> **Data section**:
-- Opening Marker --

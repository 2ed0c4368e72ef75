use std::fs;
use std::io;
use std::path::{Path, PathBuf};

use serde::Deserialize;
use thiserror::Error;

#[derive(Debug, Clone, Default, Deserialize)]
pub struct CameraConfig {
    pub url: Option<String>,
}

#[derive(Debug, Clone, Default, Deserialize)]
pub struct Config {
    #[serde(default)]
    pub title: Option<String>,

    #[serde(default)]
    pub footer: Option<String>,

    #[serde(default)]
    pub camera: CameraConfig,
}

#[derive(Debug, Error)]
pub enum ConfigError {
    #[error("cannot read config file {}: {source}", .path.display())]
    Io {
        path: PathBuf,
        #[source]
        source: io::Error,
    },

    #[error("cannot parse config file {}: {source}", .path.display())]
    Parse {
        path: PathBuf,
        #[source]
        source: toml::de::Error,
    },
}

impl Config {
    /// Configured camera endpoint, with blank values treated as unset
    pub fn camera_url(&self) -> Option<String> {
        self.camera
            .url
            .as_deref()
            .map(str::trim)
            .filter(|url| !url.is_empty())
            .map(str::to_string)
    }
}

/// Load the config from the default location, falling back to defaults if
/// the file is missing or malformed.
pub fn load() -> Config {
    let Some(path) = config_path() else {
        return Config::default();
    };
    let content = match fs::read_to_string(&path) {
        Ok(content) => content,
        Err(_) => return Config::default(),
    };
    toml::from_str::<Config>(&content).unwrap_or_default()
}

/// Load the config from an explicit path. Unlike `load`, failures surface
/// to the caller: a mistyped --config must not vanish silently.
pub fn load_from(path: &Path) -> Result<Config, ConfigError> {
    let content = fs::read_to_string(path).map_err(|source| ConfigError::Io {
        path: path.to_path_buf(),
        source,
    })?;
    toml::from_str::<Config>(&content).map_err(|source| ConfigError::Parse {
        path: path.to_path_buf(),
        source,
    })
}

pub fn config_path() -> Option<PathBuf> {
    if let Some(path) = std::env::var_os("COMPTOIR_CONFIG").map(PathBuf::from) {
        return Some(path);
    }
    if let Some(xdg) = std::env::var_os("XDG_CONFIG_HOME").map(PathBuf::from) {
        return Some(xdg.join("comptoir").join("config.toml"));
    }
    if let Some(home) = std::env::var_os("HOME").map(PathBuf::from) {
        return Some(home.join(".config").join("comptoir").join("config.toml"));
    }

    directories::ProjectDirs::from("fr", "comptoir", "comptoir")
        .map(|dirs| dirs.config_dir().join("config.toml"))
}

-- Closing Marker --

> **Task requirements**: For the listing above, work out how many lines contain the string "self" and return only that figure.

> **Expected answer**: 2